Character for character, reproduce every entry below.

• _DATA SHOWN_
◇ ◇ ◇
//! Provider-neutral boundary to the generative model.
//!
//! Flows build a [`ModelRequest`] and hand it to whatever implements [`GenerativeModel`]
//! (the Gemini client in production, a scripted fake in tests).

use async_trait::async_trait;
use serde::{Deserialize, Serialize};

use crate::error::LlmError;

#[derive(Clone, Copy, Debug, PartialEq, Eq, Serialize, Deserialize)]
#[serde(rename_all = "lowercase")]
pub enum ModelRole {
  User,
  Model,
}

#[derive(Clone, Debug, PartialEq, Eq)]
pub struct ModelTurn {
  pub role: ModelRole,
  pub text: String,
}

impl ModelTurn {
  pub fn user(text: impl Into<String>) -> Self {
    Self { role: ModelRole::User, text: text.into() }
  }
}

/// Shape the model is asked to answer in.
#[derive(Clone, Debug, PartialEq)]
pub enum OutputFormat {
  Text,
  /// JSON object conforming to the given (OpenAPI-subset) schema.
  Json(serde_json::Value),
}

#[derive(Clone, Copy, Debug, PartialEq, Eq, Serialize, Deserialize)]
pub enum HarmCategory {
  #[serde(rename = "HARM_CATEGORY_HATE_SPEECH")]
  HateSpeech,
  #[serde(rename = "HARM_CATEGORY_SEXUALLY_EXPLICIT")]
  SexuallyExplicit,
  #[serde(rename = "HARM_CATEGORY_HARASSMENT")]
  Harassment,
  #[serde(rename = "HARM_CATEGORY_DANGEROUS_CONTENT")]
  DangerousContent,
}

#[derive(Clone, Copy, Debug, PartialEq, Eq, Serialize, Deserialize)]
#[serde(rename_all = "SCREAMING_SNAKE_CASE")]
pub enum SafetyThreshold {
  BlockNone,
  BlockLowAndAbove,
  BlockMediumAndAbove,
  BlockOnlyHigh,
}

impl Default for SafetyThreshold {
  fn default() -> Self { SafetyThreshold::BlockMediumAndAbove }
}

#[derive(Clone, Copy, Debug, PartialEq, Eq, Serialize, Deserialize)]
pub struct SafetySetting {
  pub category: HarmCategory,
  pub threshold: SafetyThreshold,
}

/// Hate speech, sexual content, harassment and dangerous content, all at one threshold.
pub fn standard_safety(threshold: SafetyThreshold) -> Vec<SafetySetting> {
  [
    HarmCategory::HateSpeech,
    HarmCategory::SexuallyExplicit,
    HarmCategory::Harassment,
    HarmCategory::DangerousContent,
  ]
  .into_iter()
  .map(|category| SafetySetting { category, threshold })
  .collect()
}

#[derive(Clone, Debug, PartialEq)]
pub struct ModelRequest {
  pub system_instruction: Option<String>,
  pub turns: Vec<ModelTurn>,
  pub format: OutputFormat,
  pub safety: Vec<SafetySetting>,
  pub temperature: Option<f32>,
}

impl ModelRequest {
  /// Single user prompt with no system instruction, answered as plain text.
  pub fn prompt(text: impl Into<String>) -> Self {
    Self {
      system_instruction: None,
      turns: vec![ModelTurn::user(text)],
      format: OutputFormat::Text,
      safety: Vec::new(),
      temperature: None,
    }
  }

  pub fn with_system(mut self, system: impl Into<String>) -> Self {
    self.system_instruction = Some(system.into());
    self
  }

  pub fn with_json_schema(mut self, schema: serde_json::Value) -> Self {
    self.format = OutputFormat::Json(schema);
    self
  }

  pub fn with_temperature(mut self, temperature: f32) -> Self {
    self.temperature = Some(temperature);
    self
  }
}

#[derive(Clone, Copy, Debug, Default, PartialEq, Eq)]
pub struct Usage {
  pub prompt_tokens: Option<u32>,
  pub completion_tokens: Option<u32>,
  pub total_tokens: Option<u32>,
}

/// What came back. `text` is `None` when the model produced nothing usable,
/// including when safety filtering withheld the answer (`block_reason` says why).
#[derive(Clone, Debug, Default, PartialEq, Eq)]
pub struct ModelReply {
  pub text: Option<String>,
  pub block_reason: Option<String>,
  pub usage: Option<Usage>,
}

#[cfg(test)]
impl ModelReply {
  pub fn text(text: impl Into<String>) -> Self {
    Self { text: Some(text.into()), ..Self::default() }
  }

  pub fn blocked(reason: impl Into<String>) -> Self {
    Self { block_reason: Some(reason.into()), ..Self::default() }
  }
}

#[async_trait]
pub trait GenerativeModel: Send + Sync {
  /// Model identifier, for logs and the health endpoint.
  fn name(&self) -> &str;

  async fn generate(&self, request: ModelRequest) -> Result<ModelReply, LlmError>;
}


#[cfg(test)]
mod tests {
  use super::*;

  #[test]
  fn safety_settings_use_provider_wire_names() {
    let v = serde_json::to_value(standard_safety(SafetyThreshold::BlockMediumAndAbove)).unwrap();
    assert_eq!(
      v,
      serde_json::json!([
        {"category": "HARM_CATEGORY_HATE_SPEECH", "threshold": "BLOCK_MEDIUM_AND_ABOVE"},
        {"category": "HARM_CATEGORY_SEXUALLY_EXPLICIT", "threshold": "BLOCK_MEDIUM_AND_ABOVE"},
        {"category": "HARM_CATEGORY_HARASSMENT", "threshold": "BLOCK_MEDIUM_AND_ABOVE"},
        {"category": "HARM_CATEGORY_DANGEROUS_CONTENT", "threshold": "BLOCK_MEDIUM_AND_ABOVE"},
      ])
    );
  }
}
◇ ◇ ◇
• _ANSWER BOX_
//! Provider-neutral boundary to the generative model.
//!
//! Flows build a [`ModelRequest`] and hand it to whatever implements [`GenerativeModel`]
//! (the Gemini client in production, a scripted fake in tests).

use async_trait::async_trait;
use serde::{Deserialize, Serialize};

use crate::error::LlmError;

#[derive(Clone, Copy, Debug, PartialEq, Eq, Serialize, Deserialize)]
#[serde(rename_all = "lowercase")]
pub enum ModelRole {
  User,
  Model,
}

#[derive(Clone, Debug, PartialEq, Eq)]
pub struct ModelTurn {
  pub role: ModelRole,
  pub text: String,
}

impl ModelTurn {
  pub fn user(text: impl Into<String>) -> Self {
    Self { role: ModelRole::User, text: text.into() }
  }
}

/// Shape the model is asked to answer in.
#[derive(Clone, Debug, PartialEq)]
pub enum OutputFormat {
  Text,
  /// JSON object conforming to the given (OpenAPI-subset) schema.
  Json(serde_json::Value),
}

#[derive(Clone, Copy, Debug, PartialEq, Eq, Serialize, Deserialize)]
pub enum HarmCategory {
  #[serde(rename = "HARM_CATEGORY_HATE_SPEECH")]
  HateSpeech,
  #[serde(rename = "HARM_CATEGORY_SEXUALLY_EXPLICIT")]
  SexuallyExplicit,
  #[serde(rename = "HARM_CATEGORY_HARASSMENT")]
  Harassment,
  #[serde(rename = "HARM_CATEGORY_DANGEROUS_CONTENT")]
  DangerousContent,
}

#[derive(Clone, Copy, Debug, PartialEq, Eq, Serialize, Deserialize)]
#[serde(rename_all = "SCREAMING_SNAKE_CASE")]
pub enum SafetyThreshold {
  BlockNone,
  BlockLowAndAbove,
  BlockMediumAndAbove,
  BlockOnlyHigh,
}

impl Default for SafetyThreshold {
  fn default() -> Self { SafetyThreshold::BlockMediumAndAbove }
}

#[derive(Clone, Copy, Debug, PartialEq, Eq, Serialize, Deserialize)]
pub struct SafetySetting {
  pub category: HarmCategory,
  pub threshold: SafetyThreshold,
}

/// Hate speech, sexual content, harassment and dangerous content, all at one threshold.
pub fn standard_safety(threshold: SafetyThreshold) -> Vec<SafetySetting> {
  [
    HarmCategory::HateSpeech,
    HarmCategory::SexuallyExplicit,
    HarmCategory::Harassment,
    HarmCategory::DangerousContent,
  ]
  .into_iter()
  .map(|category| SafetySetting { category, threshold })
  .collect()
}

#[derive(Clone, Debug, PartialEq)]
pub struct ModelRequest {
  pub system_instruction: Option<String>,
  pub turns: Vec<ModelTurn>,
  pub format: OutputFormat,
  pub safety: Vec<SafetySetting>,
  pub temperature: Option<f32>,
}

impl ModelRequest {
  /// Single user prompt with no system instruction, answered as plain text.
  pub fn prompt(text: impl Into<String>) -> Self {
    Self {
      system_instruction: None,
      turns: vec![ModelTurn::user(text)],
      format: OutputFormat::Text,
      safety: Vec::new(),
      temperature: None,
    }
  }

  pub fn with_system(mut self, system: impl Into<String>) -> Self {
    self.system_instruction = Some(system.into());
    self
  }

  pub fn with_json_schema(mut self, schema: serde_json::Value) -> Self {
    self.format = OutputFormat::Json(schema);
    self
  }

  pub fn with_temperature(mut self, temperature: f32) -> Self {
    self.temperature = Some(temperature);
    self
  }
}

#[derive(Clone, Copy, Debug, Default, PartialEq, Eq)]
pub struct Usage {
  pub prompt_tokens: Option<u32>,
  pub completion_tokens: Option<u32>,
  pub total_tokens: Option<u32>,
}

/// What came back. `text` is `None` when the model produced nothing usable,
/// including when safety filtering withheld the answer (`block_reason` says why).
#[derive(Clone, Debug, Default, PartialEq, Eq)]
pub struct ModelReply {
  pub text: Option<String>,
  pub block_reason: Option<String>,
  pub usage: Option<Usage>,
}

#[cfg(test)]
impl ModelReply {
  pub fn text(text: impl Into<String>) -> Self {
    Self { text: Some(text.into()), ..Self::default() }
  }

  pub fn blocked(reason: impl Into<String>) -> Self {
    Self { block_reason: Some(reason.into()), ..Self::default() }
  }
}

#[async_trait]
pub trait GenerativeModel: Send + Sync {
  /// Model identifier, for logs and the health endpoint.
  fn name(&self) -> &str;

  async fn generate(&self, request: ModelRequest) -> Result<ModelReply, LlmError>;
}


#[cfg(test)]
mod tests {
  use super::*;

  #[test]
  fn safety_settings_use_provider_wire_names() {
    let v = serde_json::to_value(standard_safety(SafetyThreshold::BlockMediumAndAbove)).unwrap();
    assert_eq!(
      v,
      serde_json::json!([
        {"category": "HARM_CATEGORY_HATE_SPEECH", "threshold": "BLOCK_MEDIUM_AND_ABOVE"},
        {"category": "HARM_CATEGORY_SEXUALLY_EXPLICIT", "threshold": "BLOCK_MEDIUM_AND_ABOVE"},
        {"category": "HARM_CATEGORY_HARASSMENT", "threshold": "BLOCK_MEDIUM_AND_ABOVE"},
        {"category": "HARM_CATEGORY_DANGEROUS_CONTENT", "threshold": "BLOCK_MEDIUM_AND_ABOVE"},
      ])
    );
  }
}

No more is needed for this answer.